Silicon Valley guru and space explorer Elon Musk this week recommended a couple of books of aphorisms written by a 17th-century Spanish philosopher. The world’s richest man was cryptically specific when he cited one of the author’s works on social media: “Baltasar Gracián, Oráculo Manual y Arte de Prudencia (or, The Art of Worldly Wisdom).” However, Musk wasn’t being particularly original in doing so. The works of Gracián, a Baroque intellectual who lived during the Spanish Golden Age of arts and literature, have enjoyed several periods of popularity over the centuries. The latest renaissance of the Jesuit priest has been as a self-help author for 21st century entrepreneurs.

Baltasar Gracián, Oráculo Manual y Arte de Prudencia

— Elon Musk (@elonmusk) September 19, 2022

In fact, Gracián’s US publisher, Penguin, describes The Art of Worldly Wisdom as “possibly the first self-help book in history.” It makes sense, concedes Luis Sánchez Laílla, a professor of literature at the University of Zaragoza in northern Spain and editor of the complete works of Baltasar Gracián. “The title itself suggests it is a manual, that is to say designed to accompany the reader and to be opened in search of advice at any time.” The book contains aphorisms that remain in use today. Phrases such as: “What is good, if kept short, is twice as good,” and “Where desire ends, fear begins.”

They are clever and easy to remember, but they also possess a certain depth.

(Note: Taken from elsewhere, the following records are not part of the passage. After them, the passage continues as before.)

//! Configuration settings for bookline.

use std::path::{Path, PathBuf};

use serde::{Deserialize, Serialize};

use crate::business::BusinessKind;
use crate::error::{ConfigError, Result};

/// Main configuration structure.
#[derive(Debug, Clone, Default, Serialize, Deserialize)]
#[serde(default)]
pub struct Config {
    pub backend: BackendConfig,
    pub session: SessionConfig,
    pub defaults: DefaultsConfig,
}

impl Config {
    /// Load configuration from a TOML file.
    pub fn from_file(path: impl AsRef<Path>) -> Result<Self> {
        let content = std::fs::read_to_string(path.as_ref()).map_err(ConfigError::ReadFile)?;
        Self::from_toml(&content)
    }

    /// Parse configuration from a TOML string.
    pub fn from_toml(content: &str) -> Result<Self> {
        let config: Config = toml::from_str(content).map_err(ConfigError::Parse)?;
        config.validate()?;
        Ok(config)
    }

    /// Load configuration from default locations or use defaults.
    pub fn load() -> Result<Self> {
        let config_paths = [
            PathBuf::from("bookline.toml"),
            dirs::config_dir()
                .map(|p| p.join("bookline/config.toml"))
                .unwrap_or_default(),
        ];

        for path in &config_paths {
            if path.exists() {
                tracing::info!("Loading config from: {}", path.display());
                return Self::from_file(path);
            }
        }

        tracing::debug!("No config file found, using defaults");
        Ok(Config::default())
    }

    fn validate(&self) -> Result<()> {
        if self.backend.url.is_empty() {
            return Err(ConfigError::Invalid("backend.url must not be empty".to_string()).into());
        }
        if self.backend.timeout_secs == 0 {
            return Err(
                ConfigError::Invalid("backend.timeout_secs must be > 0".to_string()).into(),
            );
        }
        if self.defaults.appointment_minutes <= 0 {
            return Err(ConfigError::Invalid(
                "defaults.appointment_minutes must be > 0".to_string(),
            )
            .into());
        }
        Ok(())
    }

    /// Expanded path of the session file.
    pub fn session_file(&self) -> PathBuf {
        PathBuf::from(shellexpand::tilde(&self.session.file).as_ref())
    }

    /// Expanded path of the offline snapshot file.
    pub fn snapshot_file(&self) -> PathBuf {
        PathBuf::from(shellexpand::tilde(&self.session.snapshot_file).as_ref())
    }
}

/// Authoritative backend connection.
#[derive(Debug, Clone, Serialize, Deserialize)]
#[serde(default)]
pub struct BackendConfig {
    /// Base URL of the REST API.
    pub url: String,
    /// Request timeout in seconds.
    pub timeout_secs: u64,
}

impl Default for BackendConfig {
    fn default() -> Self {
        Self {
            url: "http://localhost:5001/api".to_string(),
            timeout_secs: 30,
        }
    }
}

/// Session persistence.
#[derive(Debug, Clone, Serialize, Deserialize)]
#[serde(default)]
pub struct SessionConfig {
    /// Where the signed-in user is persisted between CLI runs.
    pub file: String,
    /// Where the offline snapshot store lives.
    pub snapshot_file: String,
    /// Run against demo data instead of the backend.
    pub demo_mode: bool,
}

impl Default for SessionConfig {
    fn default() -> Self {
        Self {
            file: "~/.local/share/bookline/session.json".to_string(),
            snapshot_file: "~/.local/share/bookline/schedule.json".to_string(),
            demo_mode: false,
        }
    }
}

/// Scheduling defaults.
#[derive(Debug, Clone, Serialize, Deserialize)]
#[serde(default)]
pub struct DefaultsConfig {
    /// Vertical this deployment serves.
    pub business: BusinessKind,
    /// Fallback appointment duration in minutes.
    pub appointment_minutes: i64,
}

impl Default for DefaultsConfig {
    fn default() -> Self {
        Self {
            business: BusinessKind::default(),
            appointment_minutes: 60,
        }
    }
}

#[cfg(test)]
mod tests {
    use super::*;

    #[test]
    fn test_default_config_is_valid() {
        let config = Config::default();
        assert!(config.validate().is_ok());
        assert_eq!(config.backend.url, "http://localhost:5001/api");
        assert_eq!(config.defaults.appointment_minutes, 60);
    }

    #[test]
    fn test_parse_partial_toml() {
        let config = Config::from_toml(
            r#"
            [backend]
            url = "https://salon.example.com/api"

            [defaults]
            business = "spa"
            "#,
        )
        .unwrap();

        assert_eq!(config.backend.url, "https://salon.example.com/api");
        assert_eq!(config.backend.timeout_secs, 30);
        assert_eq!(config.defaults.business, BusinessKind::Spa);
    }

    #[test]
    fn test_validation_rejects_empty_url() {
        let result = Config::from_toml(
            r#"
            [backend]
            url = ""
            "#,
        );
        assert!(result.is_err());
    }

    #[test]
    fn test_validation_rejects_zero_timeout() {
        let result = Config::from_toml(
            r#"
            [backend]
            timeout_secs = 0
            "#,
        );
        assert!(result.is_err());
    }

    #[test]
    fn test_session_file_tilde_expansion() {
        let config = Config::default();
        let path = config.session_file();
        assert!(!path.to_string_lossy().contains('~'));
    }
}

Gracián remains distanced from the derogatory meaning that the term self-help has found itself associated with in recent years, and even more so than the sub-branch dedicated to business people. His is not a testosterone-fueled tome laying out how to set up a company, wheel and deal, or become your own boss. “Simple formulas and simple answers for the public at large won’t be found in its pages,” says Sánchez Laílla. Gracián wrote for an exclusive minority in his day: the few people who were able to read in the 17th century. To a similar extent, his work in later centuries was limited to those who could understand Baroque aphorisms. However, due to an updated version with modernized language and a marketing campaign by Penguin, that now encompasses a lot of people.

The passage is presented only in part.